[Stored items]
--------

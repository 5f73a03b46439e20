//! Platform-specific helper abstractions used to keep trait bounds aligned with
//! the threading guarantees of each target.
//!
//! Native targets require `Send + Sync` to allow bridge implementations to be
//! shared freely across async tasks. WebAssembly builds, however, run entirely
//! on a single thread and cannot satisfy those bounds because browser-provided
//! objects (e.g., `HTMLMediaElement` wrappers) are not thread-safe. The helper
//! traits below make the required bounds conditional without duplicating every
//! trait definition.

/// Marker trait that applies `Send + Sync` on native targets while becoming a
/// no-op on `wasm32`.
#[cfg(not(target_arch = "wasm32"))]
pub trait PlatformSendSync: Send + Sync {}

#[cfg(not(target_arch = "wasm32"))]
impl<T> PlatformSendSync for T where T: Send + Sync {}

#[cfg(target_arch = "wasm32")]
pub trait PlatformSendSync {}

#[cfg(target_arch = "wasm32")]
impl<T> PlatformSendSync for T {}

/// Marker trait equivalent to `Send` on native targets.
#[cfg(not(target_arch = "wasm32"))]
pub trait PlatformSend: Send {}

#[cfg(not(target_arch = "wasm32"))]
impl<T> PlatformSend for T where T: Send {}

#[cfg(target_arch = "wasm32")]
pub trait PlatformSend {}

#[cfg(target_arch = "wasm32")]
impl<T> PlatformSend for T {}

/// Boxed stream type that enforces `Send` when available.
#[cfg(not(target_arch = "wasm32"))]
pub type PlatformStream<T> = futures::stream::BoxStream<'static, T>;

#[cfg(target_arch = "wasm32")]
pub type PlatformStream<T> = futures::stream::LocalBoxStream<'static, T>;
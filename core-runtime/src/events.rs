//! # Event Bus System
//!
//! Typed, broadcast-based events for UI layers and other observers of the
//! playback core, built on `tokio::sync::broadcast`.
//!
//! ## Overview
//!
//! - **Event types**: [`CoreEvent`] wraps one enum per domain
//!   ([`PlaybackEvent`], [`VideoEvent`])
//! - **[`EventBus`]**: cloneable publisher handle
//! - **[`EventStream`]**: receiver wrapper with an optional predicate
//!
//! ```text
//! ┌─────────────────┐  emit   ┌──────────┐  subscribe  ┌────────────┐
//! │ PlaybackSession ├────────>│          ├────────────>│ Now-playing│
//! └─────────────────┘         │ EventBus │             │ bar        │
//! ┌─────────────────┐  emit   │          │  subscribe  ├────────────┤
//! │ VideoOverlay    ├────────>│          ├────────────>│ Analytics  │
//! └─────────────────┘         └──────────┘             └────────────┘
//! ```
//!
//! ## Usage
//!
//! ```rust
//! use core_runtime::events::{CoreEvent, EventBus, EventStream, PlaybackEvent};
//!
//! # #[tokio::main]
//! # async fn main() {
//! let bus = EventBus::new(100);
//! let mut stream = EventStream::new(bus.subscribe())
//!     .filter(|event| matches!(event, CoreEvent::Playback(_)));
//!
//! bus.emit(CoreEvent::Playback(PlaybackEvent::Stopped {
//!     track_id: "42".to_string(),
//! }))
//! .ok();
//!
//! let event = stream.recv().await.unwrap();
//! assert_eq!(event.description(), "Playback stopped");
//! # }
//! ```
//!
//! ## Error Handling
//!
//! - **`RecvError::Lagged(n)`**: the subscriber missed `n` events; keep reading.
//! - **`RecvError::Closed`**: every sender is gone; treat as shutdown.
//!
//! Emitting with no subscribers returns `Err`; publishers ignore it.

use serde::{Deserialize, Serialize};
use std::fmt;
use tokio::sync::broadcast;

pub use tokio::sync::broadcast::error::{RecvError, SendError};
pub use tokio::sync::broadcast::Receiver;

/// Default buffer size for the event bus channel.
///
/// Position updates arrive several times a second, so slow subscribers lag
/// rather than block publishers.
pub const DEFAULT_EVENT_BUFFER_SIZE: usize = 256;

// ============================================================================
// Core Event Types
// ============================================================================

/// Top-level event published on the bus.
#[derive(Debug, Clone, Serialize, Deserialize, PartialEq, Eq)]
#[serde(tag = "type", content = "payload")]
pub enum CoreEvent {
    Playback(PlaybackEvent),
    Video(VideoEvent),
}

impl CoreEvent {
    /// Human-readable summary, suitable for logs.
    pub fn description(&self) -> &str {
        match self {
            CoreEvent::Playback(e) => e.description(),
            CoreEvent::Video(e) => e.description(),
        }
    }

    pub fn severity(&self) -> EventSeverity {
        match self {
            CoreEvent::Playback(PlaybackEvent::Error { .. }) => EventSeverity::Error,
            CoreEvent::Playback(PlaybackEvent::PurchaseRequired { .. }) => EventSeverity::Warning,
            CoreEvent::Playback(PlaybackEvent::Started { .. })
            | CoreEvent::Playback(PlaybackEvent::Stopped { .. })
            | CoreEvent::Playback(PlaybackEvent::Completed { .. }) => EventSeverity::Info,
            CoreEvent::Video(VideoEvent::DriftCorrected { .. }) => EventSeverity::Debug,
            CoreEvent::Video(_) => EventSeverity::Info,
            _ => EventSeverity::Debug,
        }
    }
}

/// Event severity, ordered from least to most important.
#[derive(Debug, Clone, Copy, PartialEq, Eq, PartialOrd, Ord, Serialize, Deserialize)]
pub enum EventSeverity {
    Debug,
    Info,
    Warning,
    Error,
}

// ============================================================================
// Playback Events
// ============================================================================

/// Audio session lifecycle. Positions are in milliseconds.
#[derive(Debug, Clone, Serialize, Deserialize, PartialEq, Eq)]
#[serde(tag = "event")]
pub enum PlaybackEvent {
    /// A play request passed entitlement and is acquiring media.
    Loading { track_id: String },
    Started {
        track_id: String,
        title: String,
        artist: String,
    },
    Paused {
        track_id: String,
        position_ms: u64,
    },
    Resumed {
        track_id: String,
        position_ms: u64,
    },
    Stopped { track_id: String },
    /// The track reached its end with looping off.
    Completed { track_id: String },
    /// The track reached its end and restarted because looping is on.
    Looped { track_id: String },
    PositionChanged {
        track_id: String,
        position_ms: u64,
        duration_ms: Option<u64>,
    },
    /// The media reported its real duration.
    DurationResolved {
        track_id: String,
        duration_ms: u64,
    },
    VolumeChanged { percent: u8 },
    LoopToggled { enabled: bool },
    /// A priced track was requested without a purchase.
    PurchaseRequired { track_id: String },
    Error {
        track_id: Option<String>,
        message: String,
        recoverable: bool,
    },
}

impl PlaybackEvent {
    fn description(&self) -> &str {
        match self {
            PlaybackEvent::Loading { .. } => "Loading track",
            PlaybackEvent::Started { .. } => "Playback started",
            PlaybackEvent::Paused { .. } => "Playback paused",
            PlaybackEvent::Resumed { .. } => "Playback resumed",
            PlaybackEvent::Stopped { .. } => "Playback stopped",
            PlaybackEvent::Completed { .. } => "Track completed",
            PlaybackEvent::Looped { .. } => "Track restarted",
            PlaybackEvent::PositionChanged { .. } => "Playback position changed",
            PlaybackEvent::DurationResolved { .. } => "Track duration resolved",
            PlaybackEvent::VolumeChanged { .. } => "Volume changed",
            PlaybackEvent::LoopToggled { .. } => "Loop toggled",
            PlaybackEvent::PurchaseRequired { .. } => "Purchase required",
            PlaybackEvent::Error { .. } => "Playback error",
        }
    }
}

// ============================================================================
// Video Events
// ============================================================================

/// Full-screen video overlay lifecycle.
#[derive(Debug, Clone, Serialize, Deserialize, PartialEq, Eq)]
#[serde(tag = "event")]
pub enum VideoEvent {
    OverlayOpened {
        track_id: String,
        position_ms: u64,
    },
    OverlayClosed {
        track_id: Option<String>,
        resumed_audio: bool,
    },
    /// The video drifted past tolerance and was re-aligned to the audio.
    DriftCorrected {
        track_id: String,
        drift_ms: u64,
    },
}

impl VideoEvent {
    fn description(&self) -> &str {
        match self {
            VideoEvent::OverlayOpened { .. } => "Video overlay opened",
            VideoEvent::OverlayClosed { .. } => "Video overlay closed",
            VideoEvent::DriftCorrected { .. } => "Video drift corrected",
        }
    }
}

// ============================================================================
// Event Bus
// ============================================================================

/// Cloneable publisher; every clone shares the same channel.
#[derive(Clone)]
pub struct EventBus {
    sender: broadcast::Sender<CoreEvent>,
}

impl EventBus {
    pub fn new(capacity: usize) -> Self {
        let (sender, _) = broadcast::channel(capacity);
        Self { sender }
    }

    /// Publish an event; returns the number of receivers it reached.
    pub fn emit(&self, event: CoreEvent) -> Result<usize, SendError<CoreEvent>> {
        self.sender.send(event)
    }

    pub fn subscribe(&self) -> Receiver<CoreEvent> {
        self.sender.subscribe()
    }

    pub fn subscriber_count(&self) -> usize {
        self.sender.receiver_count()
    }
}

impl Default for EventBus {
    fn default() -> Self {
        Self::new(DEFAULT_EVENT_BUFFER_SIZE)
    }
}

impl fmt::Debug for EventBus {
    fn fmt(&self, f: &mut fmt::Formatter<'_>) -> fmt::Result {
        f.debug_struct("EventBus")
            .field("subscriber_count", &self.subscriber_count())
            .finish()
    }
}

// ============================================================================
// Event Stream Wrapper
// ============================================================================

type EventFilter = Box<dyn Fn(&CoreEvent) -> bool + Send + Sync>;

/// Receiver that skips events rejected by its predicate.
pub struct EventStream {
    receiver: Receiver<CoreEvent>,
    filter: Option<EventFilter>,
}

impl EventStream {
    pub fn new(receiver: Receiver<CoreEvent>) -> Self {
        Self {
            receiver,
            filter: None,
        }
    }

    pub fn filter<F>(mut self, predicate: F) -> Self
    where
        F: Fn(&CoreEvent) -> bool + Send + Sync + 'static,
    {
        self.filter = Some(Box::new(predicate));
        self
    }

    fn accepts(&self, event: &CoreEvent) -> bool {
        self.filter.as_ref().map_or(true, |f| f(event))
    }

    pub async fn recv(&mut self) -> Result<CoreEvent, RecvError> {
        loop {
            let event = self.receiver.recv().await?;
            if self.accepts(&event) {
                return Ok(event);
            }
        }
    }

    /// Non-blocking receive; `None` when nothing matching is queued.
    pub fn try_recv(&mut self) -> Option<Result<CoreEvent, RecvError>> {
        loop {
            match self.receiver.try_recv() {
                Ok(event) if self.accepts(&event) => return Some(Ok(event)),
                Ok(_) => continue,
                Err(broadcast::error::TryRecvError::Empty) => return None,
                Err(broadcast::error::TryRecvError::Lagged(n)) => {
                    return Some(Err(RecvError::Lagged(n)))
                }
                Err(broadcast::error::TryRecvError::Closed) => return Some(Err(RecvError::Closed)),
            }
        }
    }
}

impl fmt::Debug for EventStream {
    fn fmt(&self, f: &mut fmt::Formatter<'_>) -> fmt::Result {
        f.debug_struct("EventStream")
            .field("has_filter", &self.filter.is_some())
            .finish()
    }
}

--------

Task statement: Check every line of the records, and copy the ones that hold the word "publishers".

Response for this exercise:
//! Emitting with no subscribers returns `Err`; publishers ignore it.
/// rather than block publishers.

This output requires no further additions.